Saved entries:
● ● ● ● ●
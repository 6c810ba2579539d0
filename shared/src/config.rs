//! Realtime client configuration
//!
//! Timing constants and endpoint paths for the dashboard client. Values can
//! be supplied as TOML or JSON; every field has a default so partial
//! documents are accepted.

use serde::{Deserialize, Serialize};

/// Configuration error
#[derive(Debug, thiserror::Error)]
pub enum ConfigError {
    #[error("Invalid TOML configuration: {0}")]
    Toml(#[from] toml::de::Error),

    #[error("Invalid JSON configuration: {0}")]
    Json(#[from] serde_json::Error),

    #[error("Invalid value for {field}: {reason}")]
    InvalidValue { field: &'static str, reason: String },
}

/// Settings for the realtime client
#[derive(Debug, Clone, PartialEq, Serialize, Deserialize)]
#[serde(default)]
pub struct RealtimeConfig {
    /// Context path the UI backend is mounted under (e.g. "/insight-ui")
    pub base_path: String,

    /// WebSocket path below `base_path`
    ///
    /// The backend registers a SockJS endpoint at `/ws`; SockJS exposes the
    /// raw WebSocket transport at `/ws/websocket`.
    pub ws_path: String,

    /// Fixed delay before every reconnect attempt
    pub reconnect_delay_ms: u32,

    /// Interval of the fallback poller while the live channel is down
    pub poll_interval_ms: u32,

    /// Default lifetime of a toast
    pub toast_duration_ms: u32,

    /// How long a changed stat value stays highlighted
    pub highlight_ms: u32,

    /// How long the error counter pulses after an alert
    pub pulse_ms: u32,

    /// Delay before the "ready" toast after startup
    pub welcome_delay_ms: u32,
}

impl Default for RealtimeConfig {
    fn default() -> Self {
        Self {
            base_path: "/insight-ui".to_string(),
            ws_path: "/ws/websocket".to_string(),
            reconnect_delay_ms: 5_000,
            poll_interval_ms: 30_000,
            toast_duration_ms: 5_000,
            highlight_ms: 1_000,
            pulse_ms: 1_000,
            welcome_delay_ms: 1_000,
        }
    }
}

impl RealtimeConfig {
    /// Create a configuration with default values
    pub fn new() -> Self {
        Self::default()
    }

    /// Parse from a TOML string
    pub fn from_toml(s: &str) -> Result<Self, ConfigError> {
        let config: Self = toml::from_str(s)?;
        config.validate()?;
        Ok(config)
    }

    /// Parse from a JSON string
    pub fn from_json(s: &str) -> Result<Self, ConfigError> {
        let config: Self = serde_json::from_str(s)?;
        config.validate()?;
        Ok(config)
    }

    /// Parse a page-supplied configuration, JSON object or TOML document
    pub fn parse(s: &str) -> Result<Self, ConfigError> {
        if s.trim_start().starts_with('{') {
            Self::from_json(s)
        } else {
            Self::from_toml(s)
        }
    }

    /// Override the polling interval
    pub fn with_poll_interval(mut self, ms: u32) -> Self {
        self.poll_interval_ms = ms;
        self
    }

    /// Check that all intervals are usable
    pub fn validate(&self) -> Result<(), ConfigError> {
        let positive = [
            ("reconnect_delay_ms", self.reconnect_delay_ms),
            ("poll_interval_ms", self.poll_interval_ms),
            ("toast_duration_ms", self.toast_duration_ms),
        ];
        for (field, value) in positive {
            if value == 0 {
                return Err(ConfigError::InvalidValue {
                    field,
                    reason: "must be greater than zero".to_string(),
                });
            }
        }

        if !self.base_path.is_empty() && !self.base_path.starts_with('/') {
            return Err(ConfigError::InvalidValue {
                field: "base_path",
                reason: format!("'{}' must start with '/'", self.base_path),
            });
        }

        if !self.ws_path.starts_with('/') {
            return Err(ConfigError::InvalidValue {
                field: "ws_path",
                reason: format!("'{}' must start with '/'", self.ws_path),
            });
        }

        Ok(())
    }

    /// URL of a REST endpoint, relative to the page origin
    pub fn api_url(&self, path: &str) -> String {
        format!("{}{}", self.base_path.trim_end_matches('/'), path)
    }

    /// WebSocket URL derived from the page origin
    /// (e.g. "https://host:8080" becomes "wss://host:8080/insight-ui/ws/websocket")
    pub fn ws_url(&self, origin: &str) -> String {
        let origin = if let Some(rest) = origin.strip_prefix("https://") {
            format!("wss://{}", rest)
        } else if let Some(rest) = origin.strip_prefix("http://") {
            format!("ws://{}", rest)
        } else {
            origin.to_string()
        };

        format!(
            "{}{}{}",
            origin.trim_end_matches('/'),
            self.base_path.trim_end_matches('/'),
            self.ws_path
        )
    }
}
● ● ● ● ●
■ Directions for this task ■
Every entry above must appear again in the reply, exactly as it stands.

■ Solved problem ■
repository 6c810ba2579539d0
filename shared/src/config.rs
//! Realtime client configuration
//!
//! Timing constants and endpoint paths for the dashboard client. Values can
//! be supplied as TOML or JSON; every field has a default so partial
//! documents are accepted.

use serde::{Deserialize, Serialize};

/// Configuration error
#[derive(Debug, thiserror::Error)]
pub enum ConfigError {
    #[error("Invalid TOML configuration: {0}")]
    Toml(#[from] toml::de::Error),

    #[error("Invalid JSON configuration: {0}")]
    Json(#[from] serde_json::Error),

    #[error("Invalid value for {field}: {reason}")]
    InvalidValue { field: &'static str, reason: String },
}

/// Settings for the realtime client
#[derive(Debug, Clone, PartialEq, Serialize, Deserialize)]
#[serde(default)]
pub struct RealtimeConfig {
    /// Context path the UI backend is mounted under (e.g. "/insight-ui")
    pub base_path: String,

    /// WebSocket path below `base_path`
    ///
    /// The backend registers a SockJS endpoint at `/ws`; SockJS exposes the
    /// raw WebSocket transport at `/ws/websocket`.
    pub ws_path: String,

    /// Fixed delay before every reconnect attempt
    pub reconnect_delay_ms: u32,

    /// Interval of the fallback poller while the live channel is down
    pub poll_interval_ms: u32,

    /// Default lifetime of a toast
    pub toast_duration_ms: u32,

    /// How long a changed stat value stays highlighted
    pub highlight_ms: u32,

    /// How long the error counter pulses after an alert
    pub pulse_ms: u32,

    /// Delay before the "ready" toast after startup
    pub welcome_delay_ms: u32,
}

impl Default for RealtimeConfig {
    fn default() -> Self {
        Self {
            base_path: "/insight-ui".to_string(),
            ws_path: "/ws/websocket".to_string(),
            reconnect_delay_ms: 5_000,
            poll_interval_ms: 30_000,
            toast_duration_ms: 5_000,
            highlight_ms: 1_000,
            pulse_ms: 1_000,
            welcome_delay_ms: 1_000,
        }
    }
}

impl RealtimeConfig {
    /// Create a configuration with default values
    pub fn new() -> Self {
        Self::default()
    }

    /// Parse from a TOML string
    pub fn from_toml(s: &str) -> Result<Self, ConfigError> {
        let config: Self = toml::from_str(s)?;
        config.validate()?;
        Ok(config)
    }

    /// Parse from a JSON string
    pub fn from_json(s: &str) -> Result<Self, ConfigError> {
        let config: Self = serde_json::from_str(s)?;
        config.validate()?;
        Ok(config)
    }

    /// Parse a page-supplied configuration, JSON object or TOML document
    pub fn parse(s: &str) -> Result<Self, ConfigError> {
        if s.trim_start().starts_with('{') {
            Self::from_json(s)
        } else {
            Self::from_toml(s)
        }
    }

    /// Override the polling interval
    pub fn with_poll_interval(mut self, ms: u32) -> Self {
        self.poll_interval_ms = ms;
        self
    }

    /// Check that all intervals are usable
    pub fn validate(&self) -> Result<(), ConfigError> {
        let positive = [
            ("reconnect_delay_ms", self.reconnect_delay_ms),
            ("poll_interval_ms", self.poll_interval_ms),
            ("toast_duration_ms", self.toast_duration_ms),
        ];
        for (field, value) in positive {
            if value == 0 {
                return Err(ConfigError::InvalidValue {
                    field,
                    reason: "must be greater than zero".to_string(),
                });
            }
        }

        if !self.base_path.is_empty() && !self.base_path.starts_with('/') {
            return Err(ConfigError::InvalidValue {
                field: "base_path",
                reason: format!("'{}' must start with '/'", self.base_path),
            });
        }

        if !self.ws_path.starts_with('/') {
            return Err(ConfigError::InvalidValue {
                field: "ws_path",
                reason: format!("'{}' must start with '/'", self.ws_path),
            });
        }

        Ok(())
    }

    /// URL of a REST endpoint, relative to the page origin
    pub fn api_url(&self, path: &str) -> String {
        format!("{}{}", self.base_path.trim_end_matches('/'), path)
    }

    /// WebSocket URL derived from the page origin
    /// (e.g. "https://host:8080" becomes "wss://host:8080/insight-ui/ws/websocket")
    pub fn ws_url(&self, origin: &str) -> String {
        let origin = if let Some(rest) = origin.strip_prefix("https://") {
            format!("wss://{}", rest)
        } else if let Some(rest) = origin.strip_prefix("http://") {
            format!("ws://{}", rest)
        } else {
            origin.to_string()
        };

        format!(
            "{}{}{}",
            origin.trim_end_matches('/'),
            self.base_path.trim_end_matches('/'),
            self.ws_path
        )
    }
}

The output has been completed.